The objective of the research paper that serves as a basis for this study (Conneau et. al., 2017) is to evaluate network architectures with large depths and using small temporal convolution filters with different types of pooling against shallow architectures with the expectation that very deep convolutional network architectures may yield better performance than their shallow counterparts.


#### Limitation About other Approaches:

Other resarch studies in the text processing domain has used a variety of interesting methods, for example implementing shallow neural nets (with multiple widths and filters) and followed by a max pooling layer or another approach that was similar but with the key differentiator being a temporal k-mak pooling layer in order to detect the k-most important features of a sentence while preserving the order of the sentence.  Several studies approached sentiment analysis performed entirely at the character level for example by combining character-level embeddings of a word and then jointly using used with word embeddings.  Another implementation was also studies where a convolutional network with up to five layers is used and then is further processed by an LSTM, which yielded impressive results.  The issue at hand that each study has proposed is to innovate a novel architecture for text processing that yields superior results as compared to past innovations.  

#### Solution:
In order to implement a novel solution architecture to a familiar problem is to look to not only past innovations but also to other domains where that may have transferable similarities to this problem space.  Conneau, et. al. (2017) have presented an interesting and effective solution to the text processing space based on an architecture that is typically used in computer vision applications.  However, while the paper discusses the implementation at length, decided to study this implementation and determine whether combining specific data preprocessing steps will further contribute to effectiveness of this architecture. 


# Background

Explain the related work using the following table

| Reference |Explanation |Dataset/Input |Weakness
| --- | --- | --- | --- |
|Sennrich et al., 2016. [1] |This paper discussed a new approach to the translation of out-of-vocabulary words with the use of a simpler and more effective approach by encoding rare and unknown words as sequences of sub-word units.  This approach is based on the idea that word classes are translatable through smaller units than words.  The suitability of different word techniques are discussed (e.g. n-gram models) to show that subword models are an improvement over traditional (back-off dictionary) approaches.| WMT2015 Dataset (English->German, English->Russian) |Poor translation results if vocabulary size of subword models is too large
|Moriya, Sh et al. 2018. [2] |The effective of  using transfer learning between datasets that have a certain degree of similarity.
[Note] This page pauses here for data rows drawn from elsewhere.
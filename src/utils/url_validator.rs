//! Target URL validation
//!
//! Rejects dangerous protocols before a link is ever persisted.

use url::Url;

#[derive(Debug)]
pub enum UrlValidationError {
    EmptyUrl,
    InvalidProtocol(String),
    DangerousProtocol(String),
    InvalidFormat(String),
}

impl std::fmt::Display for UrlValidationError {
    fn fmt(&self, f: &mut std::fmt::Formatter<'_>) -> std::fmt::Result {
        match self {
            Self::EmptyUrl => write!(f, "URL cannot be empty"),
            Self::InvalidProtocol(proto) => write!(
                f,
                "Invalid protocol: {}. Only http:// and https:// are allowed",
                proto
            ),
            Self::DangerousProtocol(proto) => {
                write!(f, "Dangerous protocol blocked: {}", proto)
            }
            Self::InvalidFormat(msg) => write!(f, "Invalid URL format: {}", msg),
        }
    }
}

impl std::error::Error for UrlValidationError {}

const DANGEROUS_PROTOCOLS: &[&str] = &[
    "javascript:",
    "data:",
    "file:",
    "vbscript:",
    "about:",
    "blob:",
];

/// Validate a redirect target: non-empty, http(s) only, parseable.
pub fn validate_url(url: &str) -> Result<(), UrlValidationError> {
    let url = url.trim();

    if url.is_empty() {
        return Err(UrlValidationError::EmptyUrl);
    }

    let url_lower = url.to_lowercase();

    for proto in DANGEROUS_PROTOCOLS {
        if url_lower.starts_with(proto) {
            return Err(UrlValidationError::DangerousProtocol(proto.to_string()));
        }
    }

    if !url_lower.starts_with("http://") && !url_lower.starts_with("https://") {
        let proto = url_lower
            .split(':')
            .next()
            .map(|s| format!("{}:", s))
            .unwrap_or_default();
        return Err(UrlValidationError::InvalidProtocol(proto));
    }

    Url::parse(url).map_err(|e| UrlValidationError::InvalidFormat(e.to_string()))?;

    Ok(())
}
The key motivation for this approach was given the challenge of finding the volume of labeled data necessary in order to train CNNs.  Given that this approach has been successful for image recognition tasks, expectation is for promising results in the text processing domain.  Experimental results revealed that the full transfer method (vs. non-transer and partial transfer) is the most effective method.|AFPBB|Weakness in this study is the limitation of datasets that were used for testing purposes.
|Conneau, A et al. 2017. [3] | Implementation of a very deep convolutional neural network, which is the first implementation of a deep architecture of this kind.  The motivation for this approach was primarily from the image processing domain.  Other architectural features were adopted from related research studies that yielded positive results (e.g. k-max pooling, character-level embedding).| AG news, Sogou news, DBPedia, Yelp Reviews, Amazon review, Yahoo! Answers | The research study did not use any preprocessing (except lowercasing) 

# Methodology

The proposed architecture is developed based on studies of related works, which includes the use of fixed size representations of words or characters into a low-dimensional space; the use of recursive and convolutional neural networks; and, the use of multiple temporal k-max pooling layers.
The approach is to generate a 2D tensor that contains embeddings of the characters fixed to 1024.  Subsequently, a layer of 64 convolutions of size 3 is applied, which are then followed by temporal convolutional blocks.  There are 3 pooling operations, which half the temporal resolution that results in feature maps of 128, 258 and 512 feature maps.  
For the classification, the temporal resolution of the output of the convolution blocks is first down-sampled to a fixed dimension using k-max pooling in order to extract the k most important features independent of where they appear in the sentence.  The resulting features are transformed into a single vector, which is input to a three-layer, fully connected classifier with ReLU hidden units and softmax outputs.  For all of the experiments, k is set to 8 and the number of hidden units to 2048.
Each convolution block is a sequence of two convolution layers with each one followed by a temporal BatchNorm layer and a ReLU activation.  The kernel size of all temporal convolutions is 3.  Between blocks, three types of down-sampling are tested, all of which reduce the temporal resolution by a factor of 2.  Refer to Figures 1 and 2 for a pictoral description of the architecture.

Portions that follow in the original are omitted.